Work instructions => Of all the lines below, return only those starting with the line holding "tokio::time::sleep(route.delay).await;" and going on through the line holding "does with it.", exactly as written.

Records supplied =>
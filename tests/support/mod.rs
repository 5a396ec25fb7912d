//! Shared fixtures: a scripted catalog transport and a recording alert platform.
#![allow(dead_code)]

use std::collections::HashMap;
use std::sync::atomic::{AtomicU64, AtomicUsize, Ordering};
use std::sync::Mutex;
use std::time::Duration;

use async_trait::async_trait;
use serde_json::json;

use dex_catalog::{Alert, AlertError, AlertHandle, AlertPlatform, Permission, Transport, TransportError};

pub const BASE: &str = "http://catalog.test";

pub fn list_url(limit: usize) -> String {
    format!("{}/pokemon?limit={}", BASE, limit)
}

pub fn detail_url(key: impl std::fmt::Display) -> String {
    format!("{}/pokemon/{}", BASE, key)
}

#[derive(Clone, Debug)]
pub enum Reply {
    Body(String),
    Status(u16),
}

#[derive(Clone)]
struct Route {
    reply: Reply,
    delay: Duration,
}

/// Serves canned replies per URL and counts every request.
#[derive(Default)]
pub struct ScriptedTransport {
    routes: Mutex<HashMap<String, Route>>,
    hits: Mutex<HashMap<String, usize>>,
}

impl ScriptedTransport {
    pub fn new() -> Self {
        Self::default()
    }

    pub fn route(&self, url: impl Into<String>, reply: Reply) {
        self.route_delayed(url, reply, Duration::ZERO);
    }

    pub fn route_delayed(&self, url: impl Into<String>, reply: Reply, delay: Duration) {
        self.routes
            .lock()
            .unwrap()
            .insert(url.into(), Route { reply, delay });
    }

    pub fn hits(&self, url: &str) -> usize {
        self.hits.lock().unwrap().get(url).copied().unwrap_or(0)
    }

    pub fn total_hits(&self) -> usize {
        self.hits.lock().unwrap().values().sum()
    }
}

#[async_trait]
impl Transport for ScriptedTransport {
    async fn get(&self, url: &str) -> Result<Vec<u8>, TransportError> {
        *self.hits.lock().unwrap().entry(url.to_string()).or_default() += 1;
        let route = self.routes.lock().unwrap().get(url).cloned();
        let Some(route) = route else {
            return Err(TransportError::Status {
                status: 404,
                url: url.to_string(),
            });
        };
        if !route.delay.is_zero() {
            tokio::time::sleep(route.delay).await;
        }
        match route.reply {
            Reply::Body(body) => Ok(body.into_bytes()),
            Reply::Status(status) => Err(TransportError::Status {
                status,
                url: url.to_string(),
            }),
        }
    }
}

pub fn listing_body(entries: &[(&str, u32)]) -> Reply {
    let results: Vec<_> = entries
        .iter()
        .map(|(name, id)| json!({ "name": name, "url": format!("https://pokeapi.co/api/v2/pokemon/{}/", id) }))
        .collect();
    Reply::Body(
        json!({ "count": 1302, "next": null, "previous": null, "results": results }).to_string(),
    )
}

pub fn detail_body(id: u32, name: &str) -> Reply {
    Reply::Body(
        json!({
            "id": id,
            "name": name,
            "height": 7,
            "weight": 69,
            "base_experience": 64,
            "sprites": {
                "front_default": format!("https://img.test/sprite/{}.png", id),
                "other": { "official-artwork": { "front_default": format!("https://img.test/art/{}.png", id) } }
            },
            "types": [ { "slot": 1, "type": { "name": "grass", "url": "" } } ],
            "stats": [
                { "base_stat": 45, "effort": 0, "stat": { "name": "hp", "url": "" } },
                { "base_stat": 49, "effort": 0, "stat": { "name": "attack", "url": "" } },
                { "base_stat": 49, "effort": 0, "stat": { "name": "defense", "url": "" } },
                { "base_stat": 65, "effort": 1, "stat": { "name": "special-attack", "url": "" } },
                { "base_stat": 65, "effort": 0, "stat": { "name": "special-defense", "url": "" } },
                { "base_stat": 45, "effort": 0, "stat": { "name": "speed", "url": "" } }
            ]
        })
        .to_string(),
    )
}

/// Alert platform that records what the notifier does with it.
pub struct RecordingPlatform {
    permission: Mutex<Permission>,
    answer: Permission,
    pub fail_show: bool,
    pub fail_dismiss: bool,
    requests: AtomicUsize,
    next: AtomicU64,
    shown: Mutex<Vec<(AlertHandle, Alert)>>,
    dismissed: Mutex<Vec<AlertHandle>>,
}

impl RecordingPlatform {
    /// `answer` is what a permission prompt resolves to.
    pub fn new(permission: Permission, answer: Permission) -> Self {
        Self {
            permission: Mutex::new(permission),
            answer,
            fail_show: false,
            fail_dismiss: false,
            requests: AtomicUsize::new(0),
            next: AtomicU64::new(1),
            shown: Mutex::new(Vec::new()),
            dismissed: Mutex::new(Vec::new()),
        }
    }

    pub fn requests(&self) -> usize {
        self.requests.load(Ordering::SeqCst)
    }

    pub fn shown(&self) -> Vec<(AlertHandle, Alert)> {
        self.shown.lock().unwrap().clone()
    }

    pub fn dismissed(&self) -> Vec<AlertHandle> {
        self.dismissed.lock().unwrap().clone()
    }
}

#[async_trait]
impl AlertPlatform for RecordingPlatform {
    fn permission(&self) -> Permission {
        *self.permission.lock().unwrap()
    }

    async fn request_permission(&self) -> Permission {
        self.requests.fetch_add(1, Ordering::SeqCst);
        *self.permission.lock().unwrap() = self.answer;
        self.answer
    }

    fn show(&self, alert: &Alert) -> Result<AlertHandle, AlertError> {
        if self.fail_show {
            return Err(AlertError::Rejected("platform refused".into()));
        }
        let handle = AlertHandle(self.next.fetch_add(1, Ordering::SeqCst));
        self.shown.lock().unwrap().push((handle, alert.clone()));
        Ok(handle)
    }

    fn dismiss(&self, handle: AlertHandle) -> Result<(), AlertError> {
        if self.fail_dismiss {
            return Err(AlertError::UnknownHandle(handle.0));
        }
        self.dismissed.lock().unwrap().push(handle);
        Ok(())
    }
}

Your solution =>
            tokio::time::sleep(route.delay).await;
        }
        match route.reply {
            Reply::Body(body) => Ok(body.into_bytes()),
            Reply::Status(status) => Err(TransportError::Status {
                status,
                url: url.to_string(),
            }),
        }
    }
}

pub fn listing_body(entries: &[(&str, u32)]) -> Reply {
    let results: Vec<_> = entries
        .iter()
        .map(|(name, id)| json!({ "name": name, "url": format!("https://pokeapi.co/api/v2/pokemon/{}/", id) }))
        .collect();
    Reply::Body(
        json!({ "count": 1302, "next": null, "previous": null, "results": results }).to_string(),
    )
}

pub fn detail_body(id: u32, name: &str) -> Reply {
    Reply::Body(
        json!({
            "id": id,
            "name": name,
            "height": 7,
            "weight": 69,
            "base_experience": 64,
            "sprites": {
                "front_default": format!("https://img.test/sprite/{}.png", id),
                "other": { "official-artwork": { "front_default": format!("https://img.test/art/{}.png", id) } }
            },
            "types": [ { "slot": 1, "type": { "name": "grass", "url": "" } } ],
            "stats": [
                { "base_stat": 45, "effort": 0, "stat": { "name": "hp", "url": "" } },
                { "base_stat": 49, "effort": 0, "stat": { "name": "attack", "url": "" } },
                { "base_stat": 49, "effort": 0, "stat": { "name": "defense", "url": "" } },
                { "base_stat": 65, "effort": 1, "stat": { "name": "special-attack", "url": "" } },
                { "base_stat": 65, "effort": 0, "stat": { "name": "special-defense", "url": "" } },
                { "base_stat": 45, "effort": 0, "stat": { "name": "speed", "url": "" } }
            ]
        })
        .to_string(),
    )
}

/// Alert platform that records what the notifier does with it.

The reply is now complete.